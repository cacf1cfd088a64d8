//! Concrete adapter implementations for ports.

pub mod csv_adapter;
pub mod diagnostics_adapter;
pub mod file_config_adapter;
pub mod memory_adapter;
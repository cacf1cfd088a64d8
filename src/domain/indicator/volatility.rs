//! Return volatility: population standard deviation of the last n
//! close-to-close simple returns. The first bar has no return and reports 0.

use crate::domain::bar::PriceBar;
use crate::domain::indicator::{
    population_stddev, IndicatorPoint, IndicatorSeries, IndicatorType, IndicatorValue,
};

pub fn calculate_volatility(bars: &[PriceBar], period: usize) -> IndicatorSeries {
    if period == 0 {
        return IndicatorSeries::empty(IndicatorType::Volatility(period));
    }

    // returns[j] is the return from bar j to bar j+1
    let returns: Vec<f64> = bars
        .windows(2)
        .map(|w| (w[1].close - w[0].close) / w[0].close)
        .collect();

    let values = bars
        .iter()
        .enumerate()
        .map(|(i, bar)| {
            let start = i.saturating_sub(period);
            let vol = if i == 0 {
                0.0
            } else {
                population_stddev(&returns[start..i])
            };
            IndicatorPoint {
                date: bar.date,
                full_window: i >= period,
                value: IndicatorValue::Simple(vol),
            }
        })
        .collect();

    IndicatorSeries {
        indicator_type: IndicatorType::Volatility(period),
        values,
    }
}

· · · ·

*Assignment:*
Copy every line where the word "PriceBar" is present in the entries above.

*Result:*
use crate::domain::bar::PriceBar;
pub fn calculate_volatility(bars: &[PriceBar], period: usize) -> IndicatorSeries {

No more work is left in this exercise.